試行錯誤が少ない(?)設計図(東京大手町勤務歯科医の全顎治療ブログ)

以前のブログで掲載した治療途中ケースです(「一歩づつ」2020年2月20日掲載)。あれからさらに治療が進みました(写真上段の左が術前、右が現在)。上の残っていた歯はグラグラだったり、大きく下に伸びてきてしまったりして使える歯がないと診断し抜歯しました。その直後にあらかじめ用意していた治療用義歯を装着しました。下の残存歯はだいぶすり減って大きく変形していると診断し、被せもので形態回復(現在は仮歯の状態)、右(患者さんにとっての)下臼歯欠損部はインプラントで対応という治療方針です。
石膏模型で上の歯並びを正面から見て、それぞれの歯の位置を線で結ぶと、ひん曲がったりせずほぼ直線的で、かつ顔の正中線に対して直交するのが理想的(な咬合平面)です。この患者さんの場合、術前の患者さん自身の右側(写真上では左側)が大きく下がっているのがわかります(写真下段)。写真の下方にに写っている金属の板が顔の正中面に直交する面に相当します。南カリフォルニア大学で補綴学を学ばれ仙台で開業されている阿部晴彦先生が開発されたシンラシステムという器具を使用すると、こうしたことが客観的にわかります。この情報や他の標準的なデータと合わせて、左右前後のどちら側をどの程度補正すればいいかミリ単位でわかります。型取りして作った石膏模型だけでは、いくら眺めてもこうしたことはわかりません。患者さんの顔と比較しながら何度も試行錯誤するしかありません。

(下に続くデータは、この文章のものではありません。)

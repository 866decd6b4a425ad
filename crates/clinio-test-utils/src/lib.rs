// SPDX-FileCopyrightText: 2026 Clinio Contributors
// SPDX-License-Identifier: MIT OR Apache-2.0

//! Mock adapters for Clinio integration tests.
//!
//! Everything here is deterministic and in-process, so the dialogue flows
//! can be tested end to end without a database, a backend, or a model.

pub mod memory_store;
pub mod mock_generator;
pub mod mock_registry;

pub use memory_store::MemoryStore;
pub use mock_generator::MockGenerator;
pub use mock_registry::MockRegistry;
// SPDX-FileCopyrightText: 2026 Clinio Contributors
// SPDX-License-Identifier: MIT OR Apache-2.0

//! Core library for the Clinio clinic assistant.
//!
//! This crate provides the domain types, the workspace error type, and the
//! collaborator traits implemented by the storage, registry, and generation
//! adapters. The dialogue orchestrator depends only on what is defined here.

pub mod error;
pub mod traits;
pub mod types;

pub use error::ClinioError;
pub use traits::{ConversationStore, RegistryClient, TextGenerator};
pub use types::{
    ActionIntent, ActiveTask, AppointmentRecord, Conversation, ConversationStatus,
    ExtractedAppointment, Message, MessageRole, PatientRecord, ReschedulePayload,
    TaskData, TaskState, UserAction, INTENT_CONFIDENCE_THRESHOLD,
};
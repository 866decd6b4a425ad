// SPDX-FileCopyrightText: 2026 Clinio Contributors
// SPDX-License-Identifier: MIT OR Apache-2.0

//! Conversation store trait: a key-value store with sliding TTL.

use std::time::Duration;

use async_trait::async_trait;

use crate::error::ClinioError;
use crate::types::Conversation;

/// Persistence for conversations, keyed by user id.
///
/// Records expire after a TTL that slides on every access; an expired
/// record is indistinguishable from an absent one.
#[async_trait]
pub trait ConversationStore: Send + Sync {
    /// Fetch a conversation, refreshing its TTL. Returns `None` when the
    /// record is absent or has expired.
    async fn get(&self, user_id: &str) -> Result<Option<Conversation>, ClinioError>;

    /// Persist a conversation with the given TTL.
    async fn save(
        &self,
        conversation: &Conversation,
        ttl: Duration,
    ) -> Result<(), ClinioError>;

    /// Remove a conversation. Returns `true` when a record was deleted.
    async fn delete(&self, user_id: &str) -> Result<bool, ClinioError>;

    /// Push a conversation's expiry forward without rewriting it.
    async fn extend_ttl(&self, user_id: &str, ttl: Duration) -> Result<(), ClinioError>;

    /// User ids of all conversations that have not expired.
    async fn list_active_ids(&self) -> Result<Vec<String>, ClinioError>;
}
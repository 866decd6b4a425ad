// SPDX-FileCopyrightText: 2026 Clinio Contributors
// SPDX-License-Identifier: MIT OR Apache-2.0

//! Ollama adapter: the production [`clinio_core::TextGenerator`].
//!
//! The fine-tuned Spanish model is served by an Ollama-compatible endpoint;
//! Clinio treats it as a black-box completion capability.

pub mod client;

pub use client::OllamaGenerator;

現在の状態において、下顎臼歯の間が空いているところはインプラントを埋入して骨結合を待っている最中です。この間に上の顎の形が変わってきたのと(抜歯直後から治癒してきているため)、ある程度咬めるようになってきたためか一度義歯が破損したことにより、上の治療用義歯を作り直すことにしました。
最終義歯製作時にはもっときれいな状態(抜歯した直後は穴が開いた状態ですが徐々に歯肉が粘膜が盛り上がって平らになります。抜歯後約8か月は待った方がいいと言われています。)での型取りが必要になります。下の歯はすべて仮歯なので、最終的な被せもの製作時には上顎義歯とのからみでもう一度形態を煮詰めなおす必要があると考えています。すなわち上下でしっかり効率的に咬ませるための作業です。上下の咬み合わせの高さの確認と必要であればその修正、上顎義歯の人工歯の位置、下顎仮歯の適切な形態を模索し、顔貌と調和し咀嚼効率の優れた最終的な補綴物(入れ歯や被せものなどの相称)を納得いくまで追求したいと思います。